Class Note 1963
May - June 2015
Pete Cornish, whose career as creative director at mega ad firms Young & Rubicam and J. Walter Thompson qualifies him for Mad Men, likes to cite classmates with whom he has had unique memories or with whom he has just been in touch. He also has the ad man’s gift of gab. There was Pete’s early showbiz phase as drummer in the Lancers, a campus rock band led by guitarist, singer and class president Jim Valentine, and Pete’s post-college avocation as quiz show contestant, recruited by Paul Binder, then a producer at Jeopardy. Pete moved on to To Tell the Truth, where he played an impostor. Pete and Jill, a retired teacher, relocated from Philadelphia to Asheville, North Carolina, during 50th reunion week, and Jill “was kind enough” to do the packing to enable Pete to drive up to Hanover with Gamma Delt brother Bill Manbeck, a construction executive from Mifflintown, Pennsylvania. “We pulled up to our dorm, opened the car door,” recounted Pete, “and somebody says, ‘Pete.’ A guy comes up and says he remembers me, but I don’t know him at all. Turns out he’s Pete Petersen, a Sig Ep, and we were in the Choate Road dorms. When I saw his nametag said Henderson, North Carolina, I realized we were moving right near there that very week and that we were going to be neighbors again. So we got to know each other at reunion and now it’s Jill and Judy, who is Pete’s wife, and Pete and Pete,” a retired manufacturing executive for American Cyanamid in New Jersey. “It’s been nice to get to know a ’63 I didn’t know,” says Pete Cornish, who also stays in touch with Bob Kaplan, a lawyer in Santa Monica, California.
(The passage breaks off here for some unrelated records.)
use super::Error;

/// Error when a statement or schema definition references a field the
/// entity does not carry.
#[derive(Debug)]
pub(super) struct UnknownField {
    entity: Box<str>,
    field: Box<str>,
}

impl std::error::Error for UnknownField {}

impl core::fmt::Display for UnknownField {
    fn fmt(&self, f: &mut core::fmt::Formatter) -> core::fmt::Result {
        write!(f, "unknown field: {}.{}", self.entity, self.field)
    }
}

impl Error {
    /// Creates an unknown field error.
    pub fn unknown_field(entity: impl Into<String>, field: impl Into<String>) -> Error {
        Error::from(super::ErrorKind::UnknownField(UnknownField {
            entity: entity.into().into_boxed_str(),
            field: field.into().into_boxed_str(),
        }))
    }

    /// Returns `true` if this error is an unknown field error.
    pub fn is_unknown_field(&self) -> bool {
        matches!(self.kind(), super::ErrorKind::UnknownField(_))
    }
}
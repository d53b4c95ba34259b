use super::*;

/// References a field on the queried entity, by name.
#[derive(Debug, Clone, PartialEq)]
pub struct ExprField {
    pub name: String,
}

impl From<ExprField> for Expr {
    fn from(value: ExprField) -> Self {
        Self::Field(value)
    }
}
And if that is not a great story, how about Bob Greenwood, a thespian’s thespian, who returned earlier this year after a three-week tour of teaching and performing in Iran? Bob’s Sun.Ergos, a theater and dance company he founded in Alberta, Canada, with partner Dana Luebke, taught acting and movement, performed Shakespeare at the City Theater Hall in Tehran and did research at several of the city’s important museums. They also worked in the Iranian cities of Lahijan and Isfahan and stopped in Istanbul, Turkey, for two days of research. A Dartmouth Players stalwart, Bob earned a master’s at Yale School of Drama and taught at universities before creating Sun.Ergos in 1977. He has taught and performed in 20 countries, including in the 1990s in war-torn Croatia, for which Bob and Dana received the highest Croatian cultural prize.
Mark your calendars for October 9-11, when we have our annual Homecoming mini-reunion at peak foliage, featuring Yale-Dartmouth football, dinner, party, class board meeting and Hanover Inn breakfast. Limited number of rooms are reserved at Comfort Inn in White River Junction, Vermont, or you can stay elsewhere, but make your reservations early.
I am sorry to report the deaths of Peter Gina, Don McKinnon, Greg Knight, Robert Neuman and Gordon Fowler.